This is my favorite book in the whole entire world Rating:
5 / 5
I was surprised to see that I had not already written a review on "Red Sky At Morning" as I have purchased countless used copies and passed them on to anyone I loved. I decided to simply make a statement recommending this to anyone who loves a well-written book that will make you laugh out loud, cry and quote its words to anyone who will listen. From the perspective of a upper-level literature student, there is enough allegory, bildungsroman, symbolism and carpe diem to make anybody happy.
But like "The Old Man and the Sea," this book can be read on so many different levels. I first picked it up in an airport bookstore at about age 12 in about 1970, intrigued by the description on the cover. But I didn't read it for five years or more. When I finally picked it up again, it spoke to me on levels and in ways that no novel ever has. And I'm 47 years old and a person who devours novels like Elmer's Gold Brick Eggs (a Louisiana Easter tradition - I digress).

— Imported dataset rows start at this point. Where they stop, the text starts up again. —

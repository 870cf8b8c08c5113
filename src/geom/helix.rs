use std::f64::consts::TAU;

use super::Point3;

#[derive(Debug, thiserror::Error, PartialEq)]
pub enum HelixError {
    #[error("helix requires at least 2 samples, got {0}")]
    NotEnoughSamples(usize),
    #[error("helix radius must be finite and > 0, got {0}")]
    InvalidRadius(f64),
    #[error("helix coil count must be finite and > 0, got {0}")]
    InvalidCoils(f64),
    #[error("helix anchors must be finite and ordered bottom to top ({bottom} .. {top})")]
    InvalidAnchors { bottom: f64, top: f64 },
}

/// Helical centerline around the Z axis, starting at angle 0 on +X.
#[derive(Debug, Clone, Copy, PartialEq)]
pub struct Helix {
    pub radius: f64,
    pub z_bottom: f64,
    pub z_top: f64,
    pub coils: f64,
}

impl Helix {
    pub fn new(radius: f64, z_bottom: f64, z_top: f64, coils: f64) -> Result<Self, HelixError> {
        if !radius.is_finite() || radius <= 0.0 {
            return Err(HelixError::InvalidRadius(radius));
        }
        if !coils.is_finite() || coils <= 0.0 {
            return Err(HelixError::InvalidCoils(coils));
        }
        if !z_bottom.is_finite() || !z_top.is_finite() || z_top < z_bottom {
            return Err(HelixError::InvalidAnchors {
                bottom: z_bottom,
                top: z_top,
            });
        }
        Ok(Self {
            radius,
            z_bottom,
            z_top,
            coils,
        })
    }

    #[must_use]
    pub fn height(&self) -> f64 {
        self.z_top - self.z_bottom
    }

    /// Axial rise per full turn.
    #[must_use]
    pub fn pitch(&self) -> f64 {
        self.height() / self.coils
    }

    /// `samples` points evenly spaced in angle, first on `z_bottom`, last on `z_top`.
    pub fn sample(&self, samples: usize) -> Result<Vec<Point3>, HelixError> {
        if samples < 2 {
            return Err(HelixError::NotEnoughSamples(samples));
        }

        let denom = (samples - 1) as f64;
        let points = (0..samples)
            .map(|i| {
                let t = i as f64 / denom;
                let angle = TAU * self.coils * t;
                Point3::new(
                    self.radius * angle.cos(),
                    self.radius * angle.sin(),
                    self.z_bottom + t * self.height(),
                )
            })
            .collect();
        Ok(points)
    }
}

#[cfg(test)]
mod tests {
    use super::*;

    #[test]
    fn rejects_bad_parameters() {
        assert_eq!(Helix::new(0.0, 0.0, 1.0, 2.0), Err(HelixError::InvalidRadius(0.0)));
        assert_eq!(Helix::new(1.0, 0.0, 1.0, -1.0), Err(HelixError::InvalidCoils(-1.0)));
        assert!(matches!(
            Helix::new(1.0, 5.0, 1.0, 2.0),
            Err(HelixError::InvalidAnchors { .. })
        ));
    }

    #[test]
    fn pitch_is_height_over_coils() {
        let helix = Helix::new(30.0, 10.0, 110.0, 4.0).expect("helix");
        assert!((helix.pitch() - 25.0).abs() < 1e-12);
        assert_eq!(helix.sample(1), Err(HelixError::NotEnoughSamples(1)));
    }
}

I have read it more than probably any other book in the world and it is still fresh and relevant. It makes me laugh and it makes me cry.
God Bless You, Mr. Richard Bradford!
Sailor take warning Rating:
5 / 5
I first read RED SKY AT MORNING when I was 14, and immediately bonded with the teen age narrator, fatherless in a strange new world. The wry humor, sarcastic wit and evocation of a vanished, war time New Mexico all combine for a wonderful read. The only other book I enjoyed this much was Jackson McCrae's "The Children's Corner" which is also full of great writing and wonderful descriptions. I've reread RED SKY with great pleasure several times since (32 years and counting) and ordered a new copy for my 16 year old son. He read it and passed it along to his sister which I choose to interpret as an act of kindness, rather than the usual bantering siblings display. A fine book.
A vital piece of the New Mexico fiction reads Rating:
4 / 5
The Bradford books, Red Sky at Morning and So Far From Heaven are two tomes slightly before their times. When most of the New Mexico fiction enthusiasts discovered Hillerman and Nichols these two had already gone into decline and were settling into obscurity. Each is well worth pulling from the bottom of the heap, dusting carefully and settling down for a great read.Red Sky at Morning would fit well into the John Nichols collection insofar as insight, humor and good story-telling. The characterization is great in both Bradford books; the plotting is excellent; the penetrating insights into a New Mexico forever in transition between a colorful past, chaotic present and incomprehensible future are all conveyed here. Whether the reader wishes to know New Mexico or simply to spend the evening in smiles and laughs, Bradford will provide.